Exercise brief
Using the entries that follow, give only the number of lines with the word "Some" in them.

Data supplied
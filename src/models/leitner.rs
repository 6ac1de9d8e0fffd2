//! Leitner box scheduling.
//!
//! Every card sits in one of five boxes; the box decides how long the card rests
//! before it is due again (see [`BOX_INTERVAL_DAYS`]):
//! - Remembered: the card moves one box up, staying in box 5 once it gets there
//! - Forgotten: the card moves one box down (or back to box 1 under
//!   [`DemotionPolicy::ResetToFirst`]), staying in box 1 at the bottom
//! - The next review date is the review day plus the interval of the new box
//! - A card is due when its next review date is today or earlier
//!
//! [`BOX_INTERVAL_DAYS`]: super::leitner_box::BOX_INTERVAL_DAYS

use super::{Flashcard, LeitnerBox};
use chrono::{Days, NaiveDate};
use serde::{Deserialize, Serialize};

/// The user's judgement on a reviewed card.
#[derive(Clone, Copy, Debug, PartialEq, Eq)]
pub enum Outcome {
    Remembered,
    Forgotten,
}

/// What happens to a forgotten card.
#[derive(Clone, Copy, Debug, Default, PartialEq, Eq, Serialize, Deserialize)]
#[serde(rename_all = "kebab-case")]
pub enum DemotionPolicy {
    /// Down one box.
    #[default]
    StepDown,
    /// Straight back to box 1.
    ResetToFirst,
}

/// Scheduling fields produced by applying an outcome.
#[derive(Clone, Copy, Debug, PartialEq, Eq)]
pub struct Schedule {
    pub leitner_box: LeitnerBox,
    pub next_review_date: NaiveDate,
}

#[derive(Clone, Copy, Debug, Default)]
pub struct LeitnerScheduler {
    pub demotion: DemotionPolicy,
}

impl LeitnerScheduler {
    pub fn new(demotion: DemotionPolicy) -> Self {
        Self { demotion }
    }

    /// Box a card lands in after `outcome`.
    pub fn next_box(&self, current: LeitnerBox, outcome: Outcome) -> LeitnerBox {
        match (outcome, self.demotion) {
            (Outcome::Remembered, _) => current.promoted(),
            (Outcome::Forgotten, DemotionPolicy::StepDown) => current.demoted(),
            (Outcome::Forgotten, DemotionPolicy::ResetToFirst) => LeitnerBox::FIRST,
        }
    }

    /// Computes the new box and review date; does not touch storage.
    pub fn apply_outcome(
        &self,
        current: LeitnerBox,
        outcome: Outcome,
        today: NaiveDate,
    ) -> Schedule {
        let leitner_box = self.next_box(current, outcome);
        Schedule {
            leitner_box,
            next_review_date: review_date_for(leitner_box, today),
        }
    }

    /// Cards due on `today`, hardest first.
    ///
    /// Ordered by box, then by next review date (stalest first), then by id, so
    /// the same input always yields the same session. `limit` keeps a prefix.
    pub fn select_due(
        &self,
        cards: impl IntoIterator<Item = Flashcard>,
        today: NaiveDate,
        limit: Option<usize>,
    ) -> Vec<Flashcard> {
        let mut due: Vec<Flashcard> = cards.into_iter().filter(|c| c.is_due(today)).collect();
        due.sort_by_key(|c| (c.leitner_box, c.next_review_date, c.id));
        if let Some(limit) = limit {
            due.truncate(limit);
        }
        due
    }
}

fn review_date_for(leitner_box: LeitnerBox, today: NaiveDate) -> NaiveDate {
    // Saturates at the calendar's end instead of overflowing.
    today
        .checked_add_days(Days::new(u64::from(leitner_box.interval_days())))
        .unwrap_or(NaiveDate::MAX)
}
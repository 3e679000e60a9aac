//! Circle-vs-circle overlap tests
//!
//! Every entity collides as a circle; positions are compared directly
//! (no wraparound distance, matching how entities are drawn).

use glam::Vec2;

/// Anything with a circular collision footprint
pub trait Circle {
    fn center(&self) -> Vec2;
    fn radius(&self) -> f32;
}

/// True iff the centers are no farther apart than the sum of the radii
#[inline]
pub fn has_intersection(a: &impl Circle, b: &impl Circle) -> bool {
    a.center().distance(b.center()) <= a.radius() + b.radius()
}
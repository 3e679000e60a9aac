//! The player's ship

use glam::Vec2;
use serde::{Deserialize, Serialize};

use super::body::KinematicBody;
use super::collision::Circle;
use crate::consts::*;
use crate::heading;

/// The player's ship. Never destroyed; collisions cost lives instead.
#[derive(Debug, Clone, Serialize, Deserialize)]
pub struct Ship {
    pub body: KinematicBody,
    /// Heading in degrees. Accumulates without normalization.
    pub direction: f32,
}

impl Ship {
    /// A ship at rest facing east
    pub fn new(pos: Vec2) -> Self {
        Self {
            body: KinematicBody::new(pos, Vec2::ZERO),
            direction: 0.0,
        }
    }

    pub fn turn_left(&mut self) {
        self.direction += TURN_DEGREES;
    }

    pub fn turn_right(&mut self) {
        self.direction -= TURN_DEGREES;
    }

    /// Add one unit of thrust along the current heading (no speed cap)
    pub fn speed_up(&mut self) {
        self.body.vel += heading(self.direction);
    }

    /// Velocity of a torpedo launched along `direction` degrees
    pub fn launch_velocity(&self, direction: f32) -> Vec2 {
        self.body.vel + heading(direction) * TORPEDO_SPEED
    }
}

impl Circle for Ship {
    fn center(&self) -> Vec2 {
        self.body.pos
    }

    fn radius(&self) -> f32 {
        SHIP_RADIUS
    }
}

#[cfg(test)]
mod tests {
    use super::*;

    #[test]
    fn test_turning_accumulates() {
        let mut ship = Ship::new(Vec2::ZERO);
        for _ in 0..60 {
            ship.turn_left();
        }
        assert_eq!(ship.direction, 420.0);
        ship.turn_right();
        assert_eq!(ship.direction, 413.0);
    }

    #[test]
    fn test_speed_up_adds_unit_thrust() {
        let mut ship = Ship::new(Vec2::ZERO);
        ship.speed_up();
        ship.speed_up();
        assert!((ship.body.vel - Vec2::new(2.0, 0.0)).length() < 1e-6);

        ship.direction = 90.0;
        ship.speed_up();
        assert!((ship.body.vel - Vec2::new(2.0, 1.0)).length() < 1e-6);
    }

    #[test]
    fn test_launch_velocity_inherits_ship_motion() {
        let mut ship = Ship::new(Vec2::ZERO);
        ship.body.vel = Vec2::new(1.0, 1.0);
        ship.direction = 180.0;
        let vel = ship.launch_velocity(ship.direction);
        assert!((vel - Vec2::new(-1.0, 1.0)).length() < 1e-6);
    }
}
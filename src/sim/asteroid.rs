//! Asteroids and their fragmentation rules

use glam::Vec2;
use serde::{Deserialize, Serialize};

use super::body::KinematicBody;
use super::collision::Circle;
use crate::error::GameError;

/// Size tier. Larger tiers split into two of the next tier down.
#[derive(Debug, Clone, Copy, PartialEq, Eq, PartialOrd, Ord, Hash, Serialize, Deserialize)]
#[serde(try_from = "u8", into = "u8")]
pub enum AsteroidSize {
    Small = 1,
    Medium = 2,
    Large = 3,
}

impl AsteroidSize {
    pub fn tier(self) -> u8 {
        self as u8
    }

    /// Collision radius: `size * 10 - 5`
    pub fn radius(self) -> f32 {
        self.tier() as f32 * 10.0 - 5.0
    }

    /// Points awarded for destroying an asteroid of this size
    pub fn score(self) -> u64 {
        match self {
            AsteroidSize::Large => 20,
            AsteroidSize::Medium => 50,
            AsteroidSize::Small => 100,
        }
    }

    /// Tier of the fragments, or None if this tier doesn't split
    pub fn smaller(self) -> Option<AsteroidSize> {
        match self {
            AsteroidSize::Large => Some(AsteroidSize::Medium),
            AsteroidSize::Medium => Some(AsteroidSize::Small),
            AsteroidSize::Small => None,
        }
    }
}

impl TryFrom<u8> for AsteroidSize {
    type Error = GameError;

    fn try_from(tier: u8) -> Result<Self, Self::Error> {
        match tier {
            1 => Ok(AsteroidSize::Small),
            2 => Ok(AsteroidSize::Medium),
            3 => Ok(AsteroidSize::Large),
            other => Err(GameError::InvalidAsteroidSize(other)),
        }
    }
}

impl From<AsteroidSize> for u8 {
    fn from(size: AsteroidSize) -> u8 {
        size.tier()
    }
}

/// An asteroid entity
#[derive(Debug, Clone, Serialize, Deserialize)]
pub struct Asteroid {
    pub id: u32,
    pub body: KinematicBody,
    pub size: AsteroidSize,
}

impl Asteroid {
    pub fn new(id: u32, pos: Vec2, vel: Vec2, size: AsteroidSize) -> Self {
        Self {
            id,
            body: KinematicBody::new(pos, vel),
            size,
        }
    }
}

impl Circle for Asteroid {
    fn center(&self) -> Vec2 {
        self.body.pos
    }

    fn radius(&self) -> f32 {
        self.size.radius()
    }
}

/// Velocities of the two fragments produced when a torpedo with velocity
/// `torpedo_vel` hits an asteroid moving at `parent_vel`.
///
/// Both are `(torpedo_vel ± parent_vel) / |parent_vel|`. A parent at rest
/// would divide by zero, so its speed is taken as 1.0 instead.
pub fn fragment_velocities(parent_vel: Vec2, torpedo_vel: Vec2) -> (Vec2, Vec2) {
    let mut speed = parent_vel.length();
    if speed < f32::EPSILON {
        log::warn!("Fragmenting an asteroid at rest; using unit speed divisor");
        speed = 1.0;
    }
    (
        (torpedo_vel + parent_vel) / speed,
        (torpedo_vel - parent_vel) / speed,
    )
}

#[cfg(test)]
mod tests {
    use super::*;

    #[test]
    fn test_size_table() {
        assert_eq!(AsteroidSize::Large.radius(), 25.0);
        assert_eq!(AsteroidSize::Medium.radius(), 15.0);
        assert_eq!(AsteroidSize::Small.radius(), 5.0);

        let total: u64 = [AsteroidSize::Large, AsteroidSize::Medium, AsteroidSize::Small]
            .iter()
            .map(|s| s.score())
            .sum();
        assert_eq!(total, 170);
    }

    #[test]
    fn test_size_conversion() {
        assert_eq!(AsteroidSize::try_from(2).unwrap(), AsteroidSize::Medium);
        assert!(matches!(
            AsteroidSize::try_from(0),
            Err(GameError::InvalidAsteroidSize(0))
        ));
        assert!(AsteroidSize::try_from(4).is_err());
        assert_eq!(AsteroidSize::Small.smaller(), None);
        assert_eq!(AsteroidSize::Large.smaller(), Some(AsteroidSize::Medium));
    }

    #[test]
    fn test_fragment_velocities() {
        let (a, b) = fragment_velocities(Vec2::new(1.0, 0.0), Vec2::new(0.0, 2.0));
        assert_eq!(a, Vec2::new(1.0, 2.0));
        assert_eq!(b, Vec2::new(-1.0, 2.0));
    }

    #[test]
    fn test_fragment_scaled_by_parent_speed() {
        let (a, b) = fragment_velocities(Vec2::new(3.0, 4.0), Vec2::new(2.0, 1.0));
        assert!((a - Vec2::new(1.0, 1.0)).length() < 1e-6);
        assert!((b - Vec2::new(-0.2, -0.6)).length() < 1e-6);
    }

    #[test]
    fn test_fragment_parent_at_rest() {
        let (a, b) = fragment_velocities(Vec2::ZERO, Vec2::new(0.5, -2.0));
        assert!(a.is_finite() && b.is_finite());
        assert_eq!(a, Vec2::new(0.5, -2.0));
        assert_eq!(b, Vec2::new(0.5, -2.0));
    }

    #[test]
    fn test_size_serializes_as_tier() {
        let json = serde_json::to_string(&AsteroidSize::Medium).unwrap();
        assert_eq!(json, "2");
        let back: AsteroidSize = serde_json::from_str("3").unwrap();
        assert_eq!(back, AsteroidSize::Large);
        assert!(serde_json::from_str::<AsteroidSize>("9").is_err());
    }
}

Exercise solution
4